** Supplied records follows **
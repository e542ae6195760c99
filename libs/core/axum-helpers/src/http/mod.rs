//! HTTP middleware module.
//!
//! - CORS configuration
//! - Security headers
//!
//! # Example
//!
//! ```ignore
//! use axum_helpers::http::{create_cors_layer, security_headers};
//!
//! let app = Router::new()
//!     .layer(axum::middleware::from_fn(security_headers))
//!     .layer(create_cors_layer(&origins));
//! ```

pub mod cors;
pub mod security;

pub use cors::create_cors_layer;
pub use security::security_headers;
** End of Supplied records **
Reproduce the entries so that each line reads exactly as it did before.

▸ Answer box
repository e542ae6195760c99
filename libs/core/axum-helpers/src/http/mod.rs
//! HTTP middleware module.
//!
//! - CORS configuration
//! - Security headers
//!
//! # Example
//!
//! ```ignore
//! use axum_helpers::http::{create_cors_layer, security_headers};
//!
//! let app = Router::new()
//!     .layer(axum::middleware::from_fn(security_headers))
//!     .layer(create_cors_layer(&origins));
//! ```

pub mod cors;
pub mod security;

pub use cors::create_cors_layer;
pub use security::security_headers;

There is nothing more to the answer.